ASSIGNMENT:
For the entries below, report every line that includes the word "GatewayConfig".

^^^^^^^^^^^^^^^^

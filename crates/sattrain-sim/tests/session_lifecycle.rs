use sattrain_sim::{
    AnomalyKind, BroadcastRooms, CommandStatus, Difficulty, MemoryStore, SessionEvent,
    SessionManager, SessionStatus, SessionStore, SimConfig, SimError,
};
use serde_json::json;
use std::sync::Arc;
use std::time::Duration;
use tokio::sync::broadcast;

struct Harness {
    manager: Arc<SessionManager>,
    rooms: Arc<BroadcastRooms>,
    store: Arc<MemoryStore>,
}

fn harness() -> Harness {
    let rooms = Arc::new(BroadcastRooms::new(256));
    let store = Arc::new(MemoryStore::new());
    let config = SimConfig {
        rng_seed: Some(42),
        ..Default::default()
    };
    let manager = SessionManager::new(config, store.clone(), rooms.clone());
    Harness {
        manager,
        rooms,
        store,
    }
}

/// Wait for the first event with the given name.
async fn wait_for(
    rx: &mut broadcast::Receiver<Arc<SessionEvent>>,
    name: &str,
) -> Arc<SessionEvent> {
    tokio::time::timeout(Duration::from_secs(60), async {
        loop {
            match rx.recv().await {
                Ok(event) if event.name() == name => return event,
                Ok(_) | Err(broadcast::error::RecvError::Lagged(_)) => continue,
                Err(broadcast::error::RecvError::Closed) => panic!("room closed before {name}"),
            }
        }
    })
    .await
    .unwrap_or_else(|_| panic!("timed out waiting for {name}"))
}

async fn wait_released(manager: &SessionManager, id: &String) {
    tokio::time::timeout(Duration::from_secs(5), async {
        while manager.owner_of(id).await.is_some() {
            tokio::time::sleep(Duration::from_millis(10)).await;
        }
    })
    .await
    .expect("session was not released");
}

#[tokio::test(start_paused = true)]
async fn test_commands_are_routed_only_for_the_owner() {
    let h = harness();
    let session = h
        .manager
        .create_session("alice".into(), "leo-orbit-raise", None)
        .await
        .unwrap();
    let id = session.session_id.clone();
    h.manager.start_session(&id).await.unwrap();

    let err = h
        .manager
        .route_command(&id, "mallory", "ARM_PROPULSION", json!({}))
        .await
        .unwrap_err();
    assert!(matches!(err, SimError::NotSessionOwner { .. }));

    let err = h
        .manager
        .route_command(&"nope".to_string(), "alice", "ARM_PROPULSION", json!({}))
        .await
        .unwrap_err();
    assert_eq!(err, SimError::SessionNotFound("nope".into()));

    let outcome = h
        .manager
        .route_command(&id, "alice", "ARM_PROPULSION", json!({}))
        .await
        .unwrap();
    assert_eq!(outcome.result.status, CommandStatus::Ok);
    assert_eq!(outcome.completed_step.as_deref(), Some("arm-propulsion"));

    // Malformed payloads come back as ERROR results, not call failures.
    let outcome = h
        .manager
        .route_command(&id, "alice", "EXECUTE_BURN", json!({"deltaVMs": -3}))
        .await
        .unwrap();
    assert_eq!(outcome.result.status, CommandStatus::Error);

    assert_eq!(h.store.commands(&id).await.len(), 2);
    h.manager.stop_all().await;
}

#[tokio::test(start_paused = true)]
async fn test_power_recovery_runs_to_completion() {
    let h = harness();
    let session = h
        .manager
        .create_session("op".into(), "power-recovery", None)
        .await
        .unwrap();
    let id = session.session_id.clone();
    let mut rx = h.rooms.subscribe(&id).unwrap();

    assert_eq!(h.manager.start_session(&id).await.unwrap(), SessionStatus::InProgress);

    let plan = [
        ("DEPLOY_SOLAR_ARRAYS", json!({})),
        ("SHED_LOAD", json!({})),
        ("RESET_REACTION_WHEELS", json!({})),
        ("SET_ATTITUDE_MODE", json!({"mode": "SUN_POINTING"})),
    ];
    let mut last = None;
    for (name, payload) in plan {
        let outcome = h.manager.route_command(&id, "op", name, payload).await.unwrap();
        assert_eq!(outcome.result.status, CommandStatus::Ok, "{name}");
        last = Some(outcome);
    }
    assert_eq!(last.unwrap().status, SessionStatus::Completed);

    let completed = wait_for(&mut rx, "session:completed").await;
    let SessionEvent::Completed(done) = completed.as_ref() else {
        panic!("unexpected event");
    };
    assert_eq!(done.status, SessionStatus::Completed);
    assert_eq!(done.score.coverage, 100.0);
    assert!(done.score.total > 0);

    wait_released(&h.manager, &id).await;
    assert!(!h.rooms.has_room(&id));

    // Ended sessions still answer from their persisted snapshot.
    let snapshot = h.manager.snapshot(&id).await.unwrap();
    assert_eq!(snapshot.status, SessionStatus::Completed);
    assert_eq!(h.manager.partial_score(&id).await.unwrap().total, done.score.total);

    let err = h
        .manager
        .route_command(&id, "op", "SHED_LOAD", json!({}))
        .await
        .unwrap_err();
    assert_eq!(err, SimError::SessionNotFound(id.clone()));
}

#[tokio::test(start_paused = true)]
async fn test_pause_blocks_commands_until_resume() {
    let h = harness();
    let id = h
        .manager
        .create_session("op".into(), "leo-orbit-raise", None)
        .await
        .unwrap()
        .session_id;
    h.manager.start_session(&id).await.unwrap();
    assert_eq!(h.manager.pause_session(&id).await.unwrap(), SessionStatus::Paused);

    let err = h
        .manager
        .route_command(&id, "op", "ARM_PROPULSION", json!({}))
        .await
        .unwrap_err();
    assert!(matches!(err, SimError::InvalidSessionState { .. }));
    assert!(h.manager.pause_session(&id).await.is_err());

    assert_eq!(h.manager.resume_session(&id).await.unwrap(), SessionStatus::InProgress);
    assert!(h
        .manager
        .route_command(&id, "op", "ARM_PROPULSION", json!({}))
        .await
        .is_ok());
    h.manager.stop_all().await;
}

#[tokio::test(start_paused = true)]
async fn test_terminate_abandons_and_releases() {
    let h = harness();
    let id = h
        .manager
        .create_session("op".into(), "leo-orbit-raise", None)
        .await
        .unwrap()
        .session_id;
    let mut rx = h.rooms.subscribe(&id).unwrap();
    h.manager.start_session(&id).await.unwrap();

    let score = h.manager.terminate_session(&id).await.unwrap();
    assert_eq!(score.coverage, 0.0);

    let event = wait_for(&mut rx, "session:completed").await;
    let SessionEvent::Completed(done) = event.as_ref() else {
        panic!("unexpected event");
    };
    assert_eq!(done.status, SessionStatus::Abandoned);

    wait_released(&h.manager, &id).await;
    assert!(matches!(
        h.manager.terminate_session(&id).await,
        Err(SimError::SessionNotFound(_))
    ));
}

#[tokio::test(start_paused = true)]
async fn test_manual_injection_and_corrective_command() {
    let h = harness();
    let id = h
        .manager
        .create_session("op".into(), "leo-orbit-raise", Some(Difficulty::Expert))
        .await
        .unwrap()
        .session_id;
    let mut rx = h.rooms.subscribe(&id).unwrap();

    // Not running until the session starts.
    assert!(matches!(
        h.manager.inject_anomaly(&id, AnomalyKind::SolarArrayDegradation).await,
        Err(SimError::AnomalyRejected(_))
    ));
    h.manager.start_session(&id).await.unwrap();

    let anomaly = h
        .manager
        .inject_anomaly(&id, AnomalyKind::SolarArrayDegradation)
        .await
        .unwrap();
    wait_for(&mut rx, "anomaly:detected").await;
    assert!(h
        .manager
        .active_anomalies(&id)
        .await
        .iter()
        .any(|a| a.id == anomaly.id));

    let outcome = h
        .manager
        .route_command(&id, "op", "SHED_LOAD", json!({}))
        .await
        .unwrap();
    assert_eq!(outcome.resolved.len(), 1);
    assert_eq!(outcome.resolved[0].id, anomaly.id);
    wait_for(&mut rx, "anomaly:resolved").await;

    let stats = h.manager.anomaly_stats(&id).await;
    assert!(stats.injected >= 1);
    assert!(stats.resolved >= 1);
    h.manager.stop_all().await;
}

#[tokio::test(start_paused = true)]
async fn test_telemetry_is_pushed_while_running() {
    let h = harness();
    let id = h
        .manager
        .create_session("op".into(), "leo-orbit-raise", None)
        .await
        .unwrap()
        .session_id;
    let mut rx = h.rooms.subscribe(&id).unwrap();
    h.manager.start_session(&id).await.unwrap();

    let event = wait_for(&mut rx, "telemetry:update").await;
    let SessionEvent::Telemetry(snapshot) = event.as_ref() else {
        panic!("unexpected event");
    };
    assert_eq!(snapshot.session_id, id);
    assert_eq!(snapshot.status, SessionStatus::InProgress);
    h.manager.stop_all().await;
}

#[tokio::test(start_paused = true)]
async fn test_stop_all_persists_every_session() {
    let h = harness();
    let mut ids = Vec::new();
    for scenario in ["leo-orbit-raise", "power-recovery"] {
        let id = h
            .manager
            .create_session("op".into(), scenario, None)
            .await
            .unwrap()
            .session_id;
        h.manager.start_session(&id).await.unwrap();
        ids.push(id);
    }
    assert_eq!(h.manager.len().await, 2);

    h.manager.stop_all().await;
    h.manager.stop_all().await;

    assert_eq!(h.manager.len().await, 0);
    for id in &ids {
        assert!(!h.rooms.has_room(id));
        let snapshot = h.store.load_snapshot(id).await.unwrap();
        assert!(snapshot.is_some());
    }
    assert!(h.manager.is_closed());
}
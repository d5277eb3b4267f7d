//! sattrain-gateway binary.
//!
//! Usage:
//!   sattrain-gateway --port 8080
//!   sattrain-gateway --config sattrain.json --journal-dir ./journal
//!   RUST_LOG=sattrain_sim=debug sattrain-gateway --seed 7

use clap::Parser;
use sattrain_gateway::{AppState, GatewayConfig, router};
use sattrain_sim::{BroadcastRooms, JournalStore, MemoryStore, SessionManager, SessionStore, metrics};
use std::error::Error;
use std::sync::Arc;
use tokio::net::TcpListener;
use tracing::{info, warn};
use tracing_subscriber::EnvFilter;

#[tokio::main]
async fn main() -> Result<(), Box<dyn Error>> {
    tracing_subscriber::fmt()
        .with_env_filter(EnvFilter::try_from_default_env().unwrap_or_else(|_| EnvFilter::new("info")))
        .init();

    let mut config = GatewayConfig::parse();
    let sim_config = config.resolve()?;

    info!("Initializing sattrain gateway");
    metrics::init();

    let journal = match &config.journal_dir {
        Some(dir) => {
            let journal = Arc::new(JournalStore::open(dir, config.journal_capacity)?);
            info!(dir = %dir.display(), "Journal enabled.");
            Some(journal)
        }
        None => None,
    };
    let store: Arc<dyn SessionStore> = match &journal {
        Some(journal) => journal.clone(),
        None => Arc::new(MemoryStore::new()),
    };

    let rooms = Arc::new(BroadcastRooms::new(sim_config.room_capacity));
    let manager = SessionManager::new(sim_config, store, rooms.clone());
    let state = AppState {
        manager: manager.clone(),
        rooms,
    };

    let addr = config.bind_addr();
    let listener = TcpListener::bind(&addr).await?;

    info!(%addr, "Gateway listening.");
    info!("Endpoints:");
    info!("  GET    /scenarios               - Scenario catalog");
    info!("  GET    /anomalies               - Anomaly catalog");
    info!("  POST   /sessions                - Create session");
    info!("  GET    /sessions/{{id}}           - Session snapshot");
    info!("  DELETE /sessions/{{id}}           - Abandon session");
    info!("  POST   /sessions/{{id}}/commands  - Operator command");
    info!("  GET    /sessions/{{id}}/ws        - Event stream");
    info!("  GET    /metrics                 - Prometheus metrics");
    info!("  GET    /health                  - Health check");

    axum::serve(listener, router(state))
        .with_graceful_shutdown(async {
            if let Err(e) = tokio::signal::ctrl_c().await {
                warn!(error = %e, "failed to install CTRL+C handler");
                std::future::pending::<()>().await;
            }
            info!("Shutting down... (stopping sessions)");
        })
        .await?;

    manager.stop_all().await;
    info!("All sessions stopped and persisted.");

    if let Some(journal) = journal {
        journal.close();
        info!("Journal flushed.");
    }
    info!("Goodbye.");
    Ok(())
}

^^^^^^^^^^^^^^^^

SOLUTION TO THIS EXERCISE:
use sattrain_gateway::{AppState, GatewayConfig, router};
    let mut config = GatewayConfig::parse();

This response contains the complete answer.